Wednesday, July 20, 2016

Cognitive Business: When Cloud and Cognitive Computing Merge

Cloud computing has taken over the business world! With almost maniacal focus, single proprietors and Board Directors of the world’s largest conglomerates see this new model as a “must do”. This rapid shift is, in fact, accelerating. As Jeff Bertolucci observes in “The Shift to Cloud Services Is Happening Faster Than Expected”:

“According to the sixth annual Uptime Institute Data Center Industry Survey, which examines the big-picture trends shaping IT infrastructure delivery and strategy, the move to cloud services is accelerating. The Uptime Institute’s February 2016 poll of more than 1,000 data center and IT professionals predicts that an even faster shift to the cloud will occur over the next four years, reports ZDNet.” 

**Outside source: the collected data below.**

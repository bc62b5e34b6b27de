/// Environment adapter: vendor reports to `EnvironmentalSample`.
///
/// Combines one Open-Meteo weather report and one Google Air Quality report
/// into the flat, typed sample the scoring engine consumes. Fetch failures
/// are recorded in `errors` (which lowers confidence) and never abort the
/// sample.

use chrono::NaiveDate;

use crate::ingest::google_air::{self, AirQualityReport};
use crate::ingest::open_meteo::{self, WeatherReport};
use crate::ingest::pollutants::extract_pollutants;
use crate::model::EnvironmentalSample;

/// Builds a sample from the outcome of both lookups.
pub fn build_sample(
    weather: &Result<WeatherReport, String>,
    air: &AirQualityReport,
) -> EnvironmentalSample {
    let mut sample = EnvironmentalSample::default();

    match weather {
        Ok(report) => {
            if let Some(noon) = &report.sample_at_local_noon {
                sample.uv_index = noon.uv_index;
                sample.temperature_c = noon.temperature_2m;
                sample.humidity_pct = noon.relative_humidity_2m;
                sample.dewpoint_c = noon.dew_point_2m;
                sample.precipitation_mm = noon.precipitation;
                sample.cloud_cover_pct = noon.cloudcover;
                sample.wind_speed_ms = noon.wind_speed_10m;
            }
            sample.uv_index_max = report.uv_index_max();
            sample.data_sources.push(format!("Weather: {}", report.source));
        }
        Err(e) => sample.errors.push(format!("Weather: {}", e)),
    }

    if let Some(current) = &air.current {
        if let Some(index) = current.indexes.first() {
            sample.air_quality_index = index.aqi;
            sample.air_quality_level = index.category.clone();
        }
        sample.pollutants = extract_pollutants(&current.pollutants);
    }
    sample.data_sources.extend(
        air.used
            .iter()
            .map(|endpoint| format!("Google Air Quality: {}", endpoint)),
    );
    if let Some(e) = &air.error {
        sample.errors.push(format!("Google Air Quality: {}", e));
    }

    sample
}

/// Fetches both sources for one location/date and builds the sample.
/// Without an explicit key the Google key is looked up in the environment.
pub fn fetch_environment(
    client: &reqwest::blocking::Client,
    lat: f64,
    lon: f64,
    day: NaiveDate,
    google_key: Option<&str>,
) -> EnvironmentalSample {
    let weather = open_meteo::fetch_weather(client, lat, lon, day).map_err(|e| e.to_string());
    let key = google_air::resolve_api_key(google_key);
    let air = google_air::fetch_report(client, key.as_deref(), lat, lon);
    build_sample(&weather, &air)
}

Another maybe even more important trend, that is actually being driven by cloud computing, is the rapid expansion of cognitive computing. In this arena, IBM’s Watson, famously known for defeating Jeopardy gameshow champions Ken Jennings and Brad Rutter, has quickly established itself as a commercial cognitive computing powerhouse. Contemporary reports of the Jeopardy contest from the New York Times cited this victory as IBM’s “…proof that the company has taken a big step toward a world in which intelligent machines will understand and respond to humans, and perhaps inevitably, replace some of them”. Although we are not yet at the human replacement stage, the merger of cloud and cognitive computing is rocking the business status quo.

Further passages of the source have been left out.